Bob Haozous himself tells interviewer Larry Abbott in
A Time of Visions:
"It's seventy-two and a half feet tall, but it wasn't made to erode or rust. It's more like there was an intentional effort not to preserve it. And that's a major thing. That's an important statement because steel rusts and if you try to keep it from rusting, you're going against nature. But that's okay, you know, you can make things last forever if you want to. But my statement was not to preserve it but to leave it as it was because it's going to rust anyway. It's one of man's tools and it's guaranteed to disappear in a thousand or two thousand years. There are many meanings in that piece, but its primary statement comes from an idea I've been thinking about for a long time. And that is, in the future, we're going to have to make our environments. We're going to pollute the earth and the sky so much that we have to either move underground or into dome-type buildings and pump in purified air so we can breathe. So I've gradually been going into the direction of making artificial nature."
Although you can see Artificial Cloud from several blocks away, you really need to look at it up close. There are little figures cut into the sides of the sculpture.

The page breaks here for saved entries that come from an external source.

//! Rendering error maps to color images.
//!
//! Error values in [0, 1] are mapped through a perceptually uniform color map
//! and written as 8-bit RGB. Viridis and magma use Matt Zucker's degree-6
//! polynomial fits of the matplotlib tables. With [`ColorScale::Normalized`]
//! the map's own finite min..max is stretched over the color map instead.

use std::path::Path;

use image::{Rgb, RgbImage};
use imgref::ImgRef;
use serde::{Deserialize, Serialize};

use crate::error::{Error, Result};

const VIRIDIS: [[f32; 3]; 7] = [
    [0.277_727_33, 0.005_407_344_5, 0.334_099_8],
    [0.105_093_04, 1.404_613_5, 1.384_590_2],
    [-0.330_861_83, 0.214_847_56, 0.095_095_16],
    [-4.634_230_5, -5.799_101, -19.332_441],
    [6.228_27, 14.179_933, 56.690_55],
    [4.776_385, -13.745_145, -65.353_03],
    [-5.435_456, 4.645_852_6, 26.312_435],
];

const MAGMA: [[f32; 3]; 7] = [
    [-0.002_136_485, -0.000_749_655_05, -0.005_386_128],
    [0.251_660_54, 0.677_523_2, 2.494_026_6],
    [8.353_717, -3.577_719_5, 0.314_467_9],
    [-27.668_733, 14.264_731, -13.649_213],
    [52.176_14, -27.943_607, 12.944_169],
    [-50.768_524, 29.046_583, 4.234_153],
    [18.655_706, -11.489_773, -5.601_961_5],
];

/// Color map used when saving error maps.
#[derive(Debug, Clone, Copy, PartialEq, Eq, Default, Serialize, Deserialize)]
#[serde(rename_all = "lowercase")]
pub enum ColorMap {
    /// matplotlib's default map.
    #[default]
    Viridis,
    /// The map FLIP's own tools use.
    Magma,
    /// Black to white.
    Grayscale,
}

/// Range of error values spread over the color map.
#[derive(Debug, Clone, Copy, PartialEq, Eq, Default, Serialize, Deserialize)]
#[serde(rename_all = "lowercase")]
pub enum ColorScale {
    /// [0, 1], comparable across images.
    #[default]
    Fixed,
    /// The error map's own min..max. A constant map renders as 0.
    Normalized,
}

impl ColorScale {
    /// Affine transform `(offset, factor)` taking error values into [0, 1].
    fn transform(self, values: &[f32]) -> (f32, f32) {
        match self {
            Self::Fixed => (0.0, 1.0),
            Self::Normalized => {
                let (min, max) = values
                    .iter()
                    .filter(|v| v.is_finite())
                    .fold((f32::INFINITY, f32::NEG_INFINITY), |(lo, hi), v| {
                        (lo.min(*v), hi.max(*v))
                    });
                if max > min {
                    (min, 1.0 / (max - min))
                } else {
                    (0.0, 0.0)
                }
            }
        }
    }
}

impl std::fmt::Display for ColorScale {
    fn fmt(&self, f: &mut std::fmt::Formatter<'_>) -> std::fmt::Result {
        match self {
            Self::Fixed => write!(f, "fixed"),
            Self::Normalized => write!(f, "normalized"),
        }
    }
}

impl ColorMap {
    /// Map an error value to RGB8. Values outside [0, 1] are clamped.
    #[must_use]
    pub fn map(self, value: f32) -> [u8; 3] {
        let t = if value.is_nan() { 0.0 } else { value.clamp(0.0, 1.0) };
        let rgb = match self {
            Self::Viridis => polynomial(&VIRIDIS, t),
            Self::Magma => polynomial(&MAGMA, t),
            Self::Grayscale => [t, t, t],
        };
        rgb.map(|c| (c.clamp(0.0, 1.0) * 255.0).round() as u8)
    }

    /// Render a whole error map.
    #[must_use]
    pub fn render(self, error_map: ImgRef<'_, f32>, scale: ColorScale) -> RgbImage {
        let width = error_map.width() as u32;
        let height = error_map.height() as u32;
        let values: Vec<f32> = error_map.pixels().collect();
        let (offset, factor) = scale.transform(&values);

        let mut out = RgbImage::new(width, height);
        for (y, row) in error_map.rows().enumerate() {
            for (x, v) in row.iter().enumerate() {
                out.put_pixel(x as u32, y as u32, Rgb(self.map((v - offset) * factor)));
            }
        }
        out
    }
}

impl std::fmt::Display for ColorMap {
    fn fmt(&self, f: &mut std::fmt::Formatter<'_>) -> std::fmt::Result {
        match self {
            Self::Viridis => write!(f, "viridis"),
            Self::Magma => write!(f, "magma"),
            Self::Grayscale => write!(f, "grayscale"),
        }
    }
}

impl std::str::FromStr for ColorMap {
    type Err = String;

    fn from_str(s: &str) -> std::result::Result<Self, Self::Err> {
        match s.to_ascii_lowercase().as_str() {
            "viridis" => Ok(Self::Viridis),
            "magma" => Ok(Self::Magma),
            "grayscale" | "gray" | "grey" => Ok(Self::Grayscale),
            other => Err(format!("unknown color map '{other}' (expected viridis, magma, grayscale)")),
        }
    }
}

fn polynomial(coeffs: &[[f32; 3]; 7], t: f32) -> [f32; 3] {
    let mut acc = [0.0f32; 3];
    for c in coeffs.iter().rev() {
        for (a, k) in acc.iter_mut().zip(c) {
            *a = *a * t + k;
        }
    }
    acc
}

/// Render `error_map` with `color_map` and write it as PNG to `path`.
pub fn save_error_map(
    error_map: ImgRef<'_, f32>,
    color_map: ColorMap,
    scale: ColorScale,
    path: &Path,
) -> Result<()> {
    color_map
        .render(error_map, scale)
        .save_with_format(path, image::ImageFormat::Png)
        .map_err(|e| Error::ImageWrite {
            path: path.to_path_buf(),
            reason: e.to_string(),
        })
}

You have to wonder why some of the human figures are incomplete, missing arms or legs.
Dwarfed by downtown Tulsa's tallest skyscraper (the
Bank of Oklahoma Tower looks like a smaller version of one of the twin towers of NYC's World Trade Center and was designed by the same architect), Artificial Cloud sits adjacent to the virtual
geocache and
waymark, "Center of the Universe."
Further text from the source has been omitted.